I still also manage to teach a bunch of Sunday School kids that are quite delightful and though tired and hungry by 1 p.m, I always refuse the generous lunch date offers from well-groomed bible-believing young men to go home and wash dishes. Small mundane tasks like dusting window panes and removing cobwebs that my father takes a keen interest in follow after that, and by 4 p.m, I am zonked. Yet my mother will insist that I have to learn how to cook soft and circular chapatis, because how else do you win a man’s heart? I will complain that I can’t learn how to cook well if all she does is measure the ingredients using her eyes, but this will not dissuade her well-meaning intentions. And afterward, I will have to iron my father’s clothes crisp but he will insist that I never iron the wrists well enough.

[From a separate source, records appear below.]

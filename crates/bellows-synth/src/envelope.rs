//! Linear fade envelope for harmonium voices.
//!
//! A reed either speaks or it doesn't: there is no decay stage and no
//! velocity. The envelope ramps toward full level on key-down and toward
//! silence on key-up, always at the same constant rate, so a key released
//! halfway through its attack fades out from wherever it got to.

use bellows_core::SlewLimiter;

/// Lifecycle stage of a voice.
#[derive(Clone, Copy, Debug, Default, PartialEq, Eq, Hash)]
pub enum VoiceState {
    /// Silent and available for allocation.
    #[default]
    Idle,
    /// Fading in toward full level.
    Attacking,
    /// Holding full level while the key is down.
    Sustaining,
    /// Fading out toward silence after key-up.
    Releasing,
}

impl VoiceState {
    /// Whether the voice is producing (or fading) sound.
    #[inline]
    pub fn is_active(self) -> bool {
        self != Self::Idle
    }
}

/// Constant-rate attack/release envelope.
///
/// # Example
///
/// ```rust
/// use bellows_synth::{FadeEnvelope, VoiceState};
///
/// // 20 ms fades at 48 kHz
/// let mut env = FadeEnvelope::new(48000.0, 20.0);
/// env.gate_on();
/// for _ in 0..960 {
///     env.advance();
/// }
/// assert_eq!(env.state(), VoiceState::Sustaining);
///
/// env.gate_off();
/// for _ in 0..960 {
///     env.advance();
/// }
/// assert_eq!(env.state(), VoiceState::Idle);
/// ```
#[derive(Debug, Clone)]
pub struct FadeEnvelope {
    state: VoiceState,
    level: SlewLimiter,
}

impl FadeEnvelope {
    /// Create an idle envelope whose full-scale fade takes `fade_time_ms`.
    pub fn new(sample_rate: f32, fade_time_ms: f32) -> Self {
        Self {
            state: VoiceState::Idle,
            level: SlewLimiter::from_time(0.0, 1.0, fade_time_ms, sample_rate),
        }
    }

    /// Start a fresh attack from silence.
    pub fn trigger(&mut self) {
        self.level.set_immediate(0.0);
        self.gate_on();
    }

    /// Fade toward full level from the current level.
    ///
    /// A releasing envelope resumes its attack without a jump.
    pub fn gate_on(&mut self) {
        self.level.set_target(1.0);
        self.state = VoiceState::Attacking;
    }

    /// Fade toward silence from the current level.
    pub fn gate_off(&mut self) {
        if self.state == VoiceState::Idle {
            return;
        }
        self.level.set_target(0.0);
        self.state = VoiceState::Releasing;
    }

    /// Drop to silence immediately.
    pub fn kill(&mut self) {
        self.level.set_immediate(0.0);
        self.state = VoiceState::Idle;
    }

    /// Advance one sample and return the level.
    #[inline]
    pub fn advance(&mut self) -> f32 {
        match self.state {
            VoiceState::Idle => 0.0,
            VoiceState::Sustaining => self.level.get(),
            VoiceState::Attacking => {
                let level = self.level.advance();
                if self.level.is_settled() {
                    self.state = VoiceState::Sustaining;
                }
                level
            }
            VoiceState::Releasing => {
                let level = self.level.advance();
                if self.level.is_settled() {
                    self.state = VoiceState::Idle;
                }
                level
            }
        }
    }

    /// Current stage.
    #[inline]
    pub fn state(&self) -> VoiceState {
        self.state
    }

    /// Current level in `[0, 1]`.
    #[inline]
    pub fn level(&self) -> f32 {
        self.level.get()
    }

    /// Level the envelope is moving toward.
    #[inline]
    pub fn target(&self) -> f32 {
        self.level.target()
    }

    /// Fade rate in level units per second.
    #[inline]
    pub fn rate(&self) -> f32 {
        self.level.rate()
    }
}
//! Offline render of a performance script to WAV.

use super::common::{build_router, engine_settings};
use crate::script::{Action, ScriptEvent, parse_script};
use anyhow::Context;
use bellows_config::InstrumentConfig;
use bellows_io::{WavSpec, write_wav};
use bellows_platform::{ControlLoop, InputRouter, InputSink, ManualSensor};
use bellows_synth::{BufferSink, VoiceEngine};
use clap::Args;
use std::path::PathBuf;

/// Longest performance `render` will produce, in milliseconds (one hour).
const MAX_RENDER_MS: u64 = 60 * 60 * 1000;

#[derive(Args)]
pub struct RenderArgs {
    /// Performance script (see `bellows render --help`)
    #[arg(short, long, value_name = "FILE")]
    script: PathBuf,

    /// Output WAV file
    #[arg(short, long, value_name = "FILE")]
    out: PathBuf,

    /// Time rendered after the last event, in milliseconds
    #[arg(long, default_value_t = 500)]
    tail_ms: u64,

    /// Lid angle before the first `angle` event, in degrees
    #[arg(long, default_value_t = 110.0)]
    angle: f64,

    /// Output bit depth (16, 24, or 32 for float)
    #[arg(long, default_value_t = 32, value_parser = parse_bits)]
    bits: u16,
}

fn parse_bits(s: &str) -> Result<u16, String> {
    match s.parse::<u16>() {
        Ok(bits @ (16 | 24 | 32)) => Ok(bits),
        _ => Err(format!("unsupported bit depth '{s}' (expected 16, 24 or 32)")),
    }
}

pub fn run(args: RenderArgs, config: &InstrumentConfig) -> anyhow::Result<()> {
    let text = std::fs::read_to_string(&args.script)
        .with_context(|| format!("reading script {}", args.script.display()))?;
    let events = parse_script(&text)?;
    tracing::info!(events = events.len(), "script loaded");

    let samples = render_events(&events, config, args.angle, args.tail_ms)?;

    let spec = WavSpec {
        channels: 1,
        sample_rate: config.engine.sample_rate,
        bits_per_sample: args.bits,
    };
    write_wav(&args.out, &samples, spec)?;

    let peak = samples.iter().fold(0.0_f32, |m, s| m.max(s.abs()));
    println!(
        "Rendered {:.2}s to {} (peak {:.1} dBFS)",
        samples.len() as f64 / f64::from(spec.sample_rate),
        args.out.display(),
        20.0 * peak.max(1e-10).log10()
    );
    Ok(())
}

/// Play `events` through a cooperatively ticked instrument.
///
/// The control loop and engine advance together at the sensor poll rate.
/// Events take effect on the first tick at or after their time.
pub fn render_events(
    events: &[ScriptEvent],
    config: &InstrumentConfig,
    initial_angle: f64,
    tail_ms: u64,
) -> anyhow::Result<Vec<f32>> {
    let poll_hz = f64::from(config.sensor.poll_hz);
    let dt = 1.0 / poll_hz;
    let engine = VoiceEngine::new(engine_settings(config, config.engine.sample_rate));
    let mut router = build_router(config, engine)?;
    let mut control = ControlLoop::from_config(ManualSensor::new(initial_angle), config);

    let end_ms = events
        .last()
        .map_or(0, |e| e.time_ms)
        .saturating_add(tail_ms);
    if end_ms > MAX_RENDER_MS {
        anyhow::bail!(
            "performance runs to {end_ms} ms, longer than the {MAX_RENDER_MS} ms limit"
        );
    }
    let ticks = (end_ms as f64 * poll_hz / 1000.0).floor() as u64 + 1;
    let mut sink = BufferSink::new();
    let mut pending = events.iter().peekable();

    for step in 0..ticks {
        let now = step as f64 * dt;
        let now_ms = now * 1000.0;
        while let Some(event) = pending.next_if(|e| e.time_ms as f64 <= now_ms + 1e-6) {
            apply(event, &mut router, &mut control)?;
        }
        control.tick(now, router.engine_mut());
        router.engine_mut().tick(dt, &mut sink);
    }

    router.engine_mut().stop();
    Ok(sink.into_samples())
}

fn apply(
    event: &ScriptEvent,
    router: &mut InputRouter<VoiceEngine>,
    control: &mut ControlLoop<ManualSensor>,
) -> anyhow::Result<()> {
    match &event.action {
        Action::KeyDown(key) => router.on_key_down(*key, false),
        Action::KeyUp(key) => router.on_key_up(*key),
        Action::Angle(degrees) => control.sampler_mut().sensor_mut().set_angle(*degrees),
        Action::Scale(name) => router
            .select_scale(name)
            .with_context(|| format!("script event at {} ms", event.time_ms))?,
        Action::AirPressure(enabled) => control.volume_mut().set_air_pressure_enabled(*enabled),
    }
    Ok(())
}

#[cfg(test)]
mod tests {
    use super::*;

    fn rms(samples: &[f32]) -> f32 {
        (samples.iter().map(|s| s * s).sum::<f32>() / samples.len().max(1) as f32).sqrt()
    }

    #[test]
    fn test_length_covers_script_and_tail() {
        let config = InstrumentConfig::default();
        let events = parse_script("0 down a\n1000 up a\n").unwrap();
        let samples = render_events(&events, &config, 110.0, 500).unwrap();
        // 91 ticks of 800 frames at 60 Hz / 48 kHz
        assert!(samples.len().abs_diff(91 * 800) <= 1, "{}", samples.len());
    }

    #[test]
    fn test_release_decays_to_silence() {
        let config = InstrumentConfig::default();
        let events = parse_script("0 down a\n0 down g\n500 up a\n500 up g\n").unwrap();
        let samples = render_events(&events, &config, 110.0, 500).unwrap();

        let held = &samples[4800..24000];
        assert!(rms(held) > 0.05, "held chord rms {}", rms(held));
        let tail = &samples[samples.len() - 4800..];
        assert!(tail.iter().all(|&s| s == 0.0), "tail should be silent");
    }

    #[test]
    fn test_closed_lid_is_silent() {
        let config = InstrumentConfig::default();
        let events = parse_script("0 down a\n500 up a\n").unwrap();
        let samples = render_events(&events, &config, 0.0, 0).unwrap();
        assert!(samples.iter().all(|&s| s == 0.0));
    }

    #[test]
    fn test_pressure_off_plays_with_closed_lid() {
        let config = InstrumentConfig::default();
        let events = parse_script("0 pressure off\n0 down a\n500 up a\n").unwrap();
        let samples = render_events(&events, &config, 0.0, 0).unwrap();
        assert!(rms(&samples) > 0.01);
    }

    #[test]
    fn test_unknown_scale_fails() {
        let config = InstrumentConfig::default();
        let events = parse_script("100 scale Klingon\n").unwrap();
        let err = render_events(&events, &config, 110.0, 0).unwrap_err();
        assert!(format!("{err:#}").contains("100 ms"));
    }

    #[test]
    fn test_overlong_performance_rejected() {
        let config = InstrumentConfig::default();
        let events = parse_script(&format!("{} down a\n", u64::MAX)).unwrap();
        let err = render_events(&events, &config, 110.0, 500).unwrap_err();
        assert!(err.to_string().contains("limit"), "{err}");

        let events = parse_script("0 down a\n").unwrap();
        assert!(render_events(&events, &config, 110.0, u64::MAX).is_err());
    }

    #[test]
    fn test_parse_bits() {
        assert_eq!(parse_bits("24"), Ok(24));
        assert!(parse_bits("8").is_err());
        assert!(parse_bits("loud").is_err());
    }
}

Horrendous as those Sundays sound, I do miss the routine. As the Sundays drag on week after week, I am afraid that my commitment to attending live services from youtube is fading. With no handsome pianists, guitarists, and drummers to ogle at as we worship, praise and worship barely feel the same. As I sing along to hymns projected on my screen, and as I stare at a bored service leader lead an almost solemn liturgy, I regret the moments I did not jump to the Lord in church. I feel guilty for not turning to my neighbor to high five and tell them, ‘You shall prosper!’ With no kids to teach, no dates to decline, and no white Monday shirts to iron, there is nothing home to write about Sundays anymore.

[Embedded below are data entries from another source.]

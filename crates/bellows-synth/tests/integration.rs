//! Integration tests for bellows-synth.
//!
//! Drive the engine through whole note lifecycles the way the instrument
//! does: fixed-cadence ticks, overlapping chords, a saturated pool, and the
//! realtime split.

use bellows_synth::{
    BufferSink, EngineControl, EngineSettings, NullSink, VoiceEngine, VoiceState,
    realtime_engine,
};

const TICK: f64 = 1.0 / 60.0;

fn engine(polyphony: usize) -> VoiceEngine {
    VoiceEngine::new(EngineSettings {
        polyphony,
        ..EngineSettings::default()
    })
}

fn rms(samples: &[f32]) -> f32 {
    if samples.is_empty() {
        return 0.0;
    }
    (samples.iter().map(|s| s * s).sum::<f32>() / samples.len() as f32).sqrt()
}

// ---------------------------------------------------------------------------
// Lifecycle
// ---------------------------------------------------------------------------

#[test]
fn note_lifecycle_returns_voice_to_pool() {
    let mut engine = engine(8);
    engine.note_on(60);
    assert_eq!(engine.free_voice_count(), 7);

    for _ in 0..3 {
        engine.tick(TICK, &mut NullSink);
    }
    assert_eq!(
        engine.voice_for(60).map(|v| v.state()),
        Some(VoiceState::Sustaining)
    );

    engine.note_off(60);
    for _ in 0..3 {
        engine.tick(TICK, &mut NullSink);
    }
    assert_eq!(engine.active_voice_count(), 0);
    assert_eq!(engine.free_voice_count(), 8);
}

#[test]
fn attack_is_click_free() {
    let mut engine = engine(4);
    engine.note_on(57);
    let mut sink = BufferSink::new();
    engine.tick(0.002, &mut sink);
    // 2 ms into a 20 ms fade the level is ~0.1, so output stays small.
    let peak = sink.samples().iter().fold(0.0f32, |m, s| m.max(s.abs()));
    assert!(peak < 0.05, "Attack onset too loud: {}", peak);
}

#[test]
fn release_fades_to_silence() {
    let mut engine = engine(4);
    engine.note_on(60);
    engine.tick(0.1, &mut NullSink);
    engine.note_off(60);

    let mut sink = BufferSink::new();
    engine.tick(0.05, &mut sink);
    let samples = sink.samples();
    let head = rms(&samples[..240]);
    let tail = &samples[samples.len() - 240..];
    assert!(head > 0.0, "Release should start audible");
    assert!(tail.iter().all(|&s| s == 0.0), "Release should end silent");
}

// ---------------------------------------------------------------------------
// Chords and stealing
// ---------------------------------------------------------------------------

#[test]
fn chord_release_middle_note() {
    let mut engine = engine(8);
    for note in [60, 64, 67] {
        engine.note_on(note);
    }
    engine.tick(0.2, &mut NullSink);
    engine.note_off(64);
    engine.tick(TICK, &mut NullSink);

    assert_eq!(
        engine.voice_for(60).map(|v| v.state()),
        Some(VoiceState::Sustaining)
    );
    assert_eq!(
        engine.voice_for(67).map(|v| v.state()),
        Some(VoiceState::Sustaining)
    );
    let released = engine.voice_for(64).map(|v| v.state());
    assert!(
        matches!(released, None | Some(VoiceState::Releasing)),
        "64 should be releasing or idle, got {:?}",
        released
    );
}

#[test]
fn saturating_pool_keeps_capacity_active() {
    let mut engine = engine(8);
    for note in 60..69 {
        engine.note_on(note);
    }
    assert_eq!(engine.active_voice_count(), 8);
    assert!(engine.voice_for(60).is_none(), "Oldest note should be evicted");
    for note in 61..69 {
        assert!(engine.voice_for(note).is_some(), "Note {} missing", note);
    }
}

#[test]
fn stealing_prefers_releasing_voice() {
    let mut engine = engine(3);
    for note in [60, 64, 67] {
        engine.note_on(note);
    }
    engine.tick(0.1, &mut NullSink);
    engine.note_off(67);
    engine.note_on(72);

    assert!(engine.voice_for(60).is_some(), "Held notes survive");
    assert!(engine.voice_for(64).is_some(), "Held notes survive");
    assert!(engine.voice_for(67).is_none(), "Releasing voice was stolen");
    assert!(engine.voice_for(72).is_some());
}

#[test]
fn at_most_one_voice_per_note() {
    let mut engine = engine(8);
    for _ in 0..5 {
        engine.note_on(62);
        engine.tick(0.005, &mut NullSink);
        engine.note_off(62);
        engine.tick(0.005, &mut NullSink);
    }
    engine.note_on(62);
    let holders = engine
        .voices()
        .iter()
        .filter(|v| v.is_active() && v.note() == 62)
        .count();
    assert_eq!(holders, 1);
}

// ---------------------------------------------------------------------------
// Master volume
// ---------------------------------------------------------------------------

#[test]
fn zero_volume_silences_any_chord() {
    let mut engine = engine(8);
    for note in [48, 55, 60, 64, 67] {
        engine.note_on(note);
    }
    engine.tick(0.1, &mut NullSink);
    engine.set_master_volume(0.0);
    // Gain fades out over one fade time before the output is silent
    engine.tick(0.02, &mut NullSink);
    assert_eq!(engine.master_gain(), 0.0);
    let mut sink = BufferSink::new();
    for _ in 0..10 {
        engine.tick(TICK, &mut sink);
    }
    assert!(sink.samples().iter().all(|&s| s == 0.0));
}

#[test]
fn zero_volume_before_playing_is_silent_at_once() {
    let mut engine = engine(8);
    engine.set_master_volume(0.0);
    for note in [48, 55, 60, 64, 67] {
        engine.note_on(note);
    }
    let mut sink = BufferSink::new();
    engine.tick(TICK, &mut sink);
    assert!(sink.samples().iter().all(|&s| s == 0.0));
}

#[test]
fn volume_scales_output() {
    let mut loud = engine(4);
    let mut quiet = engine(4);
    quiet.set_master_volume(0.25);
    for e in [&mut loud, &mut quiet] {
        e.note_on(60);
        e.tick(0.1, &mut NullSink);
    }
    let mut a = BufferSink::new();
    let mut b = BufferSink::new();
    loud.tick(0.1, &mut a);
    quiet.tick(0.1, &mut b);
    assert!(rms(b.samples()) < rms(a.samples()) * 0.5);
}

// ---------------------------------------------------------------------------
// Realtime split
// ---------------------------------------------------------------------------

#[test]
fn realtime_matches_direct_engine() {
    let mut direct = engine(4);
    let (mut handle, mut rt) = realtime_engine(engine(4), 32);

    direct.note_on(60);
    direct.set_master_volume(0.5);
    handle.note_on(60);
    handle.set_master_volume(0.5);

    let mut a = [0.0f32; 512];
    let mut b = [0.0f32; 512];
    direct.render(&mut a);
    rt.process(&mut b);
    assert_eq!(a, b);
}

In these trying times, I have been tempted to think that Christianity is stuck inside a biblical world that can no longer speak to the challenges of life with Twitter, Tik Tok videos, and a looming pandemic. Still, hope remains with each day that I wake up, and each monotonous Sunday that I now find myself living. In these seemingly disorganized and interrupted days, I often remind myself of C.S Lewis’s words, “ The truth is, of course, that what one calls the interruptions are precisely one’s real life- the life God is sending one day by day.”